§ THE RECORDS:
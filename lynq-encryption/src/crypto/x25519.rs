// SPDX-License-Identifier: MIT OR Apache-2.0

//! Elliptic-curve Diffie–Hellman (ECDH) key agreement scheme (X25519).
use std::fmt;

use serde::{Deserialize, Serialize};
use thiserror::Error;

use crate::crypto::{Rng, RngError, Secret};

/// 256-bit secret key size.
pub const SECRET_KEY_SIZE: usize = 32;

/// 256-bit public key size.
pub const PUBLIC_KEY_SIZE: usize = 32;

/// 256-bit shared secret size.
pub const SHARED_SECRET_SIZE: usize = 32;

/// Secret Curve25519 key used for ECDH key agreement.
#[derive(Clone, Debug, PartialEq, Eq, Serialize, Deserialize)]
pub struct SecretKey(Secret<SECRET_KEY_SIZE>);

impl SecretKey {
    pub(crate) fn from_bytes(bytes: [u8; SECRET_KEY_SIZE]) -> Self {
        // Clamping
        let mut bytes = bytes;
        bytes[0] &= 248u8;
        bytes[31] &= 127u8;
        bytes[31] |= 64u8;
        SecretKey(Secret::from_bytes(bytes))
    }

    /// Generates a new secret key from the given random number generator.
    pub fn generate(rng: &Rng) -> Result<Self, RngError> {
        Ok(Self::from_bytes(rng.random_array()?))
    }

    pub(crate) fn as_bytes(&self) -> &[u8; SECRET_KEY_SIZE] {
        self.0.as_bytes()
    }

    pub fn public_key(&self) -> PublicKey {
        let secret = x25519_dalek::StaticSecret::from(*self.as_bytes());
        PublicKey(x25519_dalek::PublicKey::from(&secret).to_bytes())
    }

    /// Computes the Diffie-Hellman output between our secret and their public key.
    ///
    /// Fails if the result is all-zero, which happens when the remote public key is a low-order
    /// point.
    pub fn calculate_agreement(
        &self,
        their_public: &PublicKey,
    ) -> Result<Secret<SHARED_SECRET_SIZE>, X25519Error> {
        let secret = x25519_dalek::StaticSecret::from(*self.as_bytes());
        let shared_secret =
            secret.diffie_hellman(&x25519_dalek::PublicKey::from(their_public.to_bytes()));
        if !shared_secret.was_contributory() {
            return Err(X25519Error::InvalidCurve);
        }
        Ok(Secret::from_bytes(shared_secret.to_bytes()))
    }
}

/// Public Curve25519 key used for ECDH key agreement.
#[derive(Copy, Clone, Debug, PartialEq, Eq, Hash)]
pub struct PublicKey([u8; PUBLIC_KEY_SIZE]);

impl PublicKey {
    pub fn from_bytes(public_key: [u8; PUBLIC_KEY_SIZE]) -> Self {
        Self(public_key)
    }

    pub fn as_bytes(&self) -> &[u8; PUBLIC_KEY_SIZE] {
        &self.0
    }

    pub fn to_bytes(self) -> [u8; PUBLIC_KEY_SIZE] {
        self.0
    }

    pub fn to_hex(&self) -> String {
        hex::encode(self.as_bytes())
    }
}

impl TryFrom<&[u8]> for PublicKey {
    type Error = X25519Error;

    fn try_from(value: &[u8]) -> Result<Self, Self::Error> {
        let bytes: [u8; PUBLIC_KEY_SIZE] = value
            .try_into()
            .map_err(|_| X25519Error::InvalidLength(value.len()))?;
        Ok(Self(bytes))
    }
}

impl fmt::Display for PublicKey {
    fn fmt(&self, f: &mut fmt::Formatter<'_>) -> fmt::Result {
        write!(f, "{}", self.to_hex())
    }
}

#[derive(Debug, Error)]
pub enum X25519Error {
    #[error("invalid curve point or scalar")]
    InvalidCurve,

    #[error("invalid x25519 public key length {0}, expected {PUBLIC_KEY_SIZE} bytes")]
    InvalidLength(usize),
}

§ AIM OF THE EXERCISE: Only the lines above from the one with "Secret Curve25519 key used for ECDH key agreement." up to and including the one with "pub(crate) fn as_bytes(&self)" should be repeated, exactly as written.

§ EXERCISE SOLUTION:
/// Secret Curve25519 key used for ECDH key agreement.
#[derive(Clone, Debug, PartialEq, Eq, Serialize, Deserialize)]
pub struct SecretKey(Secret<SECRET_KEY_SIZE>);

impl SecretKey {
    pub(crate) fn from_bytes(bytes: [u8; SECRET_KEY_SIZE]) -> Self {
        // Clamping
        let mut bytes = bytes;
        bytes[0] &= 248u8;
        bytes[31] &= 127u8;
        bytes[31] |= 64u8;
        SecretKey(Secret::from_bytes(bytes))
    }

    /// Generates a new secret key from the given random number generator.
    pub fn generate(rng: &Rng) -> Result<Self, RngError> {
        Ok(Self::from_bytes(rng.random_array()?))
    }

    pub(crate) fn as_bytes(&self) -> &[u8; SECRET_KEY_SIZE] {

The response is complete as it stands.